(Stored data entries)

▬▬▬▬▬▬

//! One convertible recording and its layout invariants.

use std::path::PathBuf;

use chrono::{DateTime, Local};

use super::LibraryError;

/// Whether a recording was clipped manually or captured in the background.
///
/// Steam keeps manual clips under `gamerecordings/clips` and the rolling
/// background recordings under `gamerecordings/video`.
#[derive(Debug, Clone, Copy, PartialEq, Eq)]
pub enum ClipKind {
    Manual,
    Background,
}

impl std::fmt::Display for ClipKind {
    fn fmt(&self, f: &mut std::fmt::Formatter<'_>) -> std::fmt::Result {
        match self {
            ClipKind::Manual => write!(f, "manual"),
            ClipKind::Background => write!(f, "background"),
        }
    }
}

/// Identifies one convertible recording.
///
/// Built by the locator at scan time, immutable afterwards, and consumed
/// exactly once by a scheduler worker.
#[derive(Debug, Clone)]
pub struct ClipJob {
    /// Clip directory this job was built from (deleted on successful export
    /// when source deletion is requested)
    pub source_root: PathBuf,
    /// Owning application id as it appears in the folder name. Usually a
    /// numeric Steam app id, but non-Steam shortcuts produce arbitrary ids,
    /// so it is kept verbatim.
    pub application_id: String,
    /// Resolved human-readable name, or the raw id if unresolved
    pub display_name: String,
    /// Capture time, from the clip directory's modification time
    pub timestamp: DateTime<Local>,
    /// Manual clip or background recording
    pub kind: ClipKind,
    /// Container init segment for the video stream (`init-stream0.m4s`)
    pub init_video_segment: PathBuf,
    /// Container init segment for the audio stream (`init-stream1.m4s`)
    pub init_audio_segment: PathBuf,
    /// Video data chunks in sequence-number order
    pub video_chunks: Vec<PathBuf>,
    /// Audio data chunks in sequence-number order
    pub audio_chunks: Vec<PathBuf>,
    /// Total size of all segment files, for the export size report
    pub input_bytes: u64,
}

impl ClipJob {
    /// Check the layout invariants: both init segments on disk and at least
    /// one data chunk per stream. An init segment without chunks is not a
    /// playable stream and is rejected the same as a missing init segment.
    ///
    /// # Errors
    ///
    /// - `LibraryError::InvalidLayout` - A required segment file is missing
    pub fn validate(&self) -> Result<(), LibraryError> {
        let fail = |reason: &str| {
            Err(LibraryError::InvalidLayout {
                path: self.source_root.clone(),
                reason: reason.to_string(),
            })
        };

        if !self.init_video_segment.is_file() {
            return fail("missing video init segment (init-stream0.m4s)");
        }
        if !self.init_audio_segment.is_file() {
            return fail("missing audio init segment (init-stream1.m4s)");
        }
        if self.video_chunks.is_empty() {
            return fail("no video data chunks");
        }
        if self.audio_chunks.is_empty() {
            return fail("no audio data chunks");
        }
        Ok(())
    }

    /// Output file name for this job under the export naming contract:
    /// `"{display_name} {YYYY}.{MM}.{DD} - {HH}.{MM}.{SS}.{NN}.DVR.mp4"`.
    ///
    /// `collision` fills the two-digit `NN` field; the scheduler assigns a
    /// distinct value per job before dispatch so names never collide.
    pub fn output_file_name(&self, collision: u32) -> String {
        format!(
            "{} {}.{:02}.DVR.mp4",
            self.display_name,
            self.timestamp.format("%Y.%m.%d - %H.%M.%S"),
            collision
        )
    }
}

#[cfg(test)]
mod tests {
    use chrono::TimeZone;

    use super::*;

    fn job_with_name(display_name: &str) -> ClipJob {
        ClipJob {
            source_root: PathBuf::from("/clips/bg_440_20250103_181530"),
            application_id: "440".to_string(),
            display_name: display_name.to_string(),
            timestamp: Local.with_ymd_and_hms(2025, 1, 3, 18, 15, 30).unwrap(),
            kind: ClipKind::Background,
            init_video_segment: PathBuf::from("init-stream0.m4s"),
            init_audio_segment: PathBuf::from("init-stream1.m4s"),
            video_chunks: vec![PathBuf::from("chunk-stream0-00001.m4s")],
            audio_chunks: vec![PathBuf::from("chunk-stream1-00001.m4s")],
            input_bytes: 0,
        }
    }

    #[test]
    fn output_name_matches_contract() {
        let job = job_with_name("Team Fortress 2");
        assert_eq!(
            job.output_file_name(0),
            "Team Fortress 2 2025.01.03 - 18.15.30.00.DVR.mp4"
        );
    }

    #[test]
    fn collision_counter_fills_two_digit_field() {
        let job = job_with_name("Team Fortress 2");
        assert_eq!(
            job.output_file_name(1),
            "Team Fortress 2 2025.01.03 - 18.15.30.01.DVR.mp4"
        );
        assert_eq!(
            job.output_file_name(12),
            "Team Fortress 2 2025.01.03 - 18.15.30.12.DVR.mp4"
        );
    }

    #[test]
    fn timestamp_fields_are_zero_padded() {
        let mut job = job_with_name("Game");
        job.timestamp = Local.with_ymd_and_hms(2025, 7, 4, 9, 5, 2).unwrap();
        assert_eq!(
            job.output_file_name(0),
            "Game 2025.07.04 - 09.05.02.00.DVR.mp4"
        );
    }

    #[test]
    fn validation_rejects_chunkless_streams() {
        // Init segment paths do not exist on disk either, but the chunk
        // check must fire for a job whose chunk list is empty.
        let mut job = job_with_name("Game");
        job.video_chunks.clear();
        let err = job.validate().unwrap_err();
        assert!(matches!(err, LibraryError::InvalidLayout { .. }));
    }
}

▬▬▬▬▬▬

What this task involves
Taking the line with "a scheduler worker." as the first and the line with "let fail = |reason: &str|" as the last, retype that stretch of the data above exactly, with no other lines.

Expected output
/// exactly once by a scheduler worker.
#[derive(Debug, Clone)]
pub struct ClipJob {
    /// Clip directory this job was built from (deleted on successful export
    /// when source deletion is requested)
    pub source_root: PathBuf,
    /// Owning application id as it appears in the folder name. Usually a
    /// numeric Steam app id, but non-Steam shortcuts produce arbitrary ids,
    /// so it is kept verbatim.
    pub application_id: String,
    /// Resolved human-readable name, or the raw id if unresolved
    pub display_name: String,
    /// Capture time, from the clip directory's modification time
    pub timestamp: DateTime<Local>,
    /// Manual clip or background recording
    pub kind: ClipKind,
    /// Container init segment for the video stream (`init-stream0.m4s`)
    pub init_video_segment: PathBuf,
    /// Container init segment for the audio stream (`init-stream1.m4s`)
    pub init_audio_segment: PathBuf,
    /// Video data chunks in sequence-number order
    pub video_chunks: Vec<PathBuf>,
    /// Audio data chunks in sequence-number order
    pub audio_chunks: Vec<PathBuf>,
    /// Total size of all segment files, for the export size report
    pub input_bytes: u64,
}

impl ClipJob {
    /// Check the layout invariants: both init segments on disk and at least
    /// one data chunk per stream. An init segment without chunks is not a
    /// playable stream and is rejected the same as a missing init segment.
    ///
    /// # Errors
    ///
    /// - `LibraryError::InvalidLayout` - A required segment file is missing
    pub fn validate(&self) -> Result<(), LibraryError> {
        let fail = |reason: &str| {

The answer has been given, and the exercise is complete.